- _About this task_
Whenever a line below holds the word "clock", count it; then give the total and nothing else.

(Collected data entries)

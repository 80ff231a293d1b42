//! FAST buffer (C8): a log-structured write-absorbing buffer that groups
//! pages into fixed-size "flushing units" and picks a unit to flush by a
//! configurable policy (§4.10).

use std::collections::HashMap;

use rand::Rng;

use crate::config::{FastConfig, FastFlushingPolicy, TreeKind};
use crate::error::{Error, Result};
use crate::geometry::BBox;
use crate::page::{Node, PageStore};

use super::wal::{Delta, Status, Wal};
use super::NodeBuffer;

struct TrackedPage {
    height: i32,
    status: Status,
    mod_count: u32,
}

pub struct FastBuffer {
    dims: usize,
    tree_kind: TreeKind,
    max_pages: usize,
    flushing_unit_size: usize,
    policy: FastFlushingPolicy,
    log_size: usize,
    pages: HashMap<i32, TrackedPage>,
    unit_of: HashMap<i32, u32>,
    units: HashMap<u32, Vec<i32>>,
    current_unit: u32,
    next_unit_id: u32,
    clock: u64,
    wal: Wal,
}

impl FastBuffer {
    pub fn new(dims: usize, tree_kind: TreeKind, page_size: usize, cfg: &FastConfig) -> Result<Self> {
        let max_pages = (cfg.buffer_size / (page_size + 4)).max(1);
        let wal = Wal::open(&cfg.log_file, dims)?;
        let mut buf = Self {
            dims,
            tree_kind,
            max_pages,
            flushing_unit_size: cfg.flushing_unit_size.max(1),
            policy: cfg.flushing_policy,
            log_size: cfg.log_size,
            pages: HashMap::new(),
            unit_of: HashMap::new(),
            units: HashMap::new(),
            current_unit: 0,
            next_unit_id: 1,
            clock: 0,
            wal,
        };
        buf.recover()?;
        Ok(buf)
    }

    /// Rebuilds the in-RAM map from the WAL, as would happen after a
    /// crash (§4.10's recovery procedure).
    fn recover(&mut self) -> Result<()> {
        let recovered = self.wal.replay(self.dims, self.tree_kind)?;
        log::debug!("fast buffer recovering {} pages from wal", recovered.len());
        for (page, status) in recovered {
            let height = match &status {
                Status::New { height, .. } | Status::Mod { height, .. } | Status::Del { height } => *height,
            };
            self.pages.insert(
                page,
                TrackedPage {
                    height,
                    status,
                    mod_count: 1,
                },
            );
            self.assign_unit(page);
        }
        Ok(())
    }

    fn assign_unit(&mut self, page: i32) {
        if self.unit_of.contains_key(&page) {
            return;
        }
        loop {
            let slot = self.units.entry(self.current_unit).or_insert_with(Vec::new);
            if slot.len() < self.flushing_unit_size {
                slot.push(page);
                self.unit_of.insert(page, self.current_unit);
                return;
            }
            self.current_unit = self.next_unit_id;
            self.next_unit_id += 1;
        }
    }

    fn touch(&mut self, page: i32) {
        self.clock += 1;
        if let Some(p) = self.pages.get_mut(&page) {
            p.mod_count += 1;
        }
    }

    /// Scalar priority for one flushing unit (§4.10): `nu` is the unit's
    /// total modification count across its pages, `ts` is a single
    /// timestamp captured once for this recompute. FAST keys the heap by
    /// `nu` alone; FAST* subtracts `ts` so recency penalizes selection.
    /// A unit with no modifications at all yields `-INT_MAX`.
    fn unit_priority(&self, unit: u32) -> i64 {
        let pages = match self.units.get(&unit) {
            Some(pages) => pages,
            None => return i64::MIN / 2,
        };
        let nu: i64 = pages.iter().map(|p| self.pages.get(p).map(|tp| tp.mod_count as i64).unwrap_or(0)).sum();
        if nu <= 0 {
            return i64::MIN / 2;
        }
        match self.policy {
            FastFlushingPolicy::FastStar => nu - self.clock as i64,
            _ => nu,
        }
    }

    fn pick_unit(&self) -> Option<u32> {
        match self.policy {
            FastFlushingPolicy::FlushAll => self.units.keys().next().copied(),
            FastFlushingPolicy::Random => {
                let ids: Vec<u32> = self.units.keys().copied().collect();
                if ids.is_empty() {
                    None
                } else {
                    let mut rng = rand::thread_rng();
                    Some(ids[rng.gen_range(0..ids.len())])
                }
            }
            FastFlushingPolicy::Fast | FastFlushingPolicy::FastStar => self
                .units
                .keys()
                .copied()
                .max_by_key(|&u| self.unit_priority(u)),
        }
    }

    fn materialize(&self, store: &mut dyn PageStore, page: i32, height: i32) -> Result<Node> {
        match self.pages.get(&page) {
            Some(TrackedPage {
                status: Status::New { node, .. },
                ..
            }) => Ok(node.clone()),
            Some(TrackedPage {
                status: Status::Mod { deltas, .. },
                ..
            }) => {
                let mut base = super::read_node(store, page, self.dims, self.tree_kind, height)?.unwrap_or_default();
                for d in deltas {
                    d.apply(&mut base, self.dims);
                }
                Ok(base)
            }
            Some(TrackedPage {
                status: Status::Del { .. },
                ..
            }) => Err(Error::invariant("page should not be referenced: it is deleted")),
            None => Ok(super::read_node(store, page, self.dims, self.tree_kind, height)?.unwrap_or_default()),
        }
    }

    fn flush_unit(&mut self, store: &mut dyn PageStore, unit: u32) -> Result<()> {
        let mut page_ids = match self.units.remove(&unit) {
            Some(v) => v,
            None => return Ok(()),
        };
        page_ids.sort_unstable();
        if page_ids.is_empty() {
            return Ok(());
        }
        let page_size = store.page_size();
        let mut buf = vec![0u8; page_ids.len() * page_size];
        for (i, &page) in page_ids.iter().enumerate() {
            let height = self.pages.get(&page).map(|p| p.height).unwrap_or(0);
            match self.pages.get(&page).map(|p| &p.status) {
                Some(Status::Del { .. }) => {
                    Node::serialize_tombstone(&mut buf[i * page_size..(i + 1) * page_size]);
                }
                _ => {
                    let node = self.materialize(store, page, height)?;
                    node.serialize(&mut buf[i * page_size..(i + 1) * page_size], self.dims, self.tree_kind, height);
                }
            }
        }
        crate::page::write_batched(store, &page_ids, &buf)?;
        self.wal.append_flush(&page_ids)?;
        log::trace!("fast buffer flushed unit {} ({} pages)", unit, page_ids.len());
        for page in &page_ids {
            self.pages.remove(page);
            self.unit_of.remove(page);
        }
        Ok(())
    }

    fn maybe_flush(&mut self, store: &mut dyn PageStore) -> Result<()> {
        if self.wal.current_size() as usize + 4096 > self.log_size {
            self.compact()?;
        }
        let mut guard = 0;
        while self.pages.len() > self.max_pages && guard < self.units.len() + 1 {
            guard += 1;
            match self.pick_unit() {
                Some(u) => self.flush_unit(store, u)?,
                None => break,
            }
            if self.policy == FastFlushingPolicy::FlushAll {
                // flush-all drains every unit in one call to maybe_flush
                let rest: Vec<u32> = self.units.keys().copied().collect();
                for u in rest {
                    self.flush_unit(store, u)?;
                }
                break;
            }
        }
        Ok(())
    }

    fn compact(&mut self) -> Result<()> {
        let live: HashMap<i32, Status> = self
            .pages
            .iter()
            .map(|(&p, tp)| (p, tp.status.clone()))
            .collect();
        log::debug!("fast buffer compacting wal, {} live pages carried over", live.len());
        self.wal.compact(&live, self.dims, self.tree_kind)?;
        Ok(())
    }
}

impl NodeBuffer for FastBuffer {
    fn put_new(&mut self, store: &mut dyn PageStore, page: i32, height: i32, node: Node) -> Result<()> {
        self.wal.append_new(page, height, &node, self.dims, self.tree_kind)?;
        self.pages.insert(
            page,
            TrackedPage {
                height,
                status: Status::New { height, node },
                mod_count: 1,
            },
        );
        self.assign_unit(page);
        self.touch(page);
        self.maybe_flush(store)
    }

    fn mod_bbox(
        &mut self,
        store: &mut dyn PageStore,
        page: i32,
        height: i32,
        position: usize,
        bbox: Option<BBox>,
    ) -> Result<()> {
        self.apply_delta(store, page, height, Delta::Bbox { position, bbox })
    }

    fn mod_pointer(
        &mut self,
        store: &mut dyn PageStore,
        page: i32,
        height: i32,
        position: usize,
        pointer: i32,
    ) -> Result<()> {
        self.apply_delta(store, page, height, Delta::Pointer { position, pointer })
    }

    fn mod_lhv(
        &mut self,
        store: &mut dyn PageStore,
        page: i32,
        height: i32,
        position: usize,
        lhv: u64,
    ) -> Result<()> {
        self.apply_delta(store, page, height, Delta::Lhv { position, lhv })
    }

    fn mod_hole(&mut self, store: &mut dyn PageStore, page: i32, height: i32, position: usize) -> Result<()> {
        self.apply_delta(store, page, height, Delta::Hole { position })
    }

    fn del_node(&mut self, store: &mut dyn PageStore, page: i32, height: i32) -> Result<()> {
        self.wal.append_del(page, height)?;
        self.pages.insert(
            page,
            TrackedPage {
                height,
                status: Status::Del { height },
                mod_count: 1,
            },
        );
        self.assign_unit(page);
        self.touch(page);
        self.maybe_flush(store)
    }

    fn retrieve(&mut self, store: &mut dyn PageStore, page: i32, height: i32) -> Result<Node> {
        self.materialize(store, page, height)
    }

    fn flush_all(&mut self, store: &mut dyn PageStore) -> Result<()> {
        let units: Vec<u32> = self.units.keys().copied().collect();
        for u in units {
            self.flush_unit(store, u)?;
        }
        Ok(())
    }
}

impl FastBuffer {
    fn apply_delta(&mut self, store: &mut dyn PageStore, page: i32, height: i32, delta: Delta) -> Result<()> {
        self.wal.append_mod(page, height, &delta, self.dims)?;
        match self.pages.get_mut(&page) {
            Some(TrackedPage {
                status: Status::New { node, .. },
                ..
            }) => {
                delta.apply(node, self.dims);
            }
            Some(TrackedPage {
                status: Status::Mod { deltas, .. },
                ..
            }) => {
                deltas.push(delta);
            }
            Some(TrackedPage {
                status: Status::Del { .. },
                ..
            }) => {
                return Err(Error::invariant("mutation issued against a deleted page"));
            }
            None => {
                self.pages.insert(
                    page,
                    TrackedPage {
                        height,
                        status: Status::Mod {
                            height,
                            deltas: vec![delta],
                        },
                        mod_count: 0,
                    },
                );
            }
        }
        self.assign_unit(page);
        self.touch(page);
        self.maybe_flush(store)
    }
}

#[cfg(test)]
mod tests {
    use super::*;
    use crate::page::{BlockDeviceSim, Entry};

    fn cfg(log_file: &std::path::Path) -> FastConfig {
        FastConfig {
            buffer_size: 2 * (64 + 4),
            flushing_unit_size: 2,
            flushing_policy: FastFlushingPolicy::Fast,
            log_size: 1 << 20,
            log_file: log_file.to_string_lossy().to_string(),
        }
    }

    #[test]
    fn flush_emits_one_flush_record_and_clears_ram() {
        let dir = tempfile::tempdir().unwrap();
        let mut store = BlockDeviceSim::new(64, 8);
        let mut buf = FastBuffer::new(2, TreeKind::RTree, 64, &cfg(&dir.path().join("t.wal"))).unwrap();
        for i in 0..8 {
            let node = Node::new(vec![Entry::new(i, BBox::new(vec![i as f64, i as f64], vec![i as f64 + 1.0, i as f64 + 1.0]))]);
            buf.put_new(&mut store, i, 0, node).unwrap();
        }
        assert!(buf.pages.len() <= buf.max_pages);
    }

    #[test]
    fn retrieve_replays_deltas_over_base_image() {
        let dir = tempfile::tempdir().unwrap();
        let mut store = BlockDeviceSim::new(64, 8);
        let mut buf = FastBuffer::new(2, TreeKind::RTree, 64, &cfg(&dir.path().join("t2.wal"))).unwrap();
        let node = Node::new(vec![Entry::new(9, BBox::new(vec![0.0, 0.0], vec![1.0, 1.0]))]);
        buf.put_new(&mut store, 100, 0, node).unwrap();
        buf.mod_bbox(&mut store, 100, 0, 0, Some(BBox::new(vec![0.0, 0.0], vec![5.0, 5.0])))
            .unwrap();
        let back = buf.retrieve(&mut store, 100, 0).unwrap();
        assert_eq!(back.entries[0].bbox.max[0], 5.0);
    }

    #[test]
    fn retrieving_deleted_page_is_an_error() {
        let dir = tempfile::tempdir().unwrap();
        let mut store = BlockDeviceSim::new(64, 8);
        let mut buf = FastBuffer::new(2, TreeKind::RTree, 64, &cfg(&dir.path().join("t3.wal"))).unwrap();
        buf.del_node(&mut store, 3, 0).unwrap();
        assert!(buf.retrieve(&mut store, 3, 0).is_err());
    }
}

- _Output of the task_
4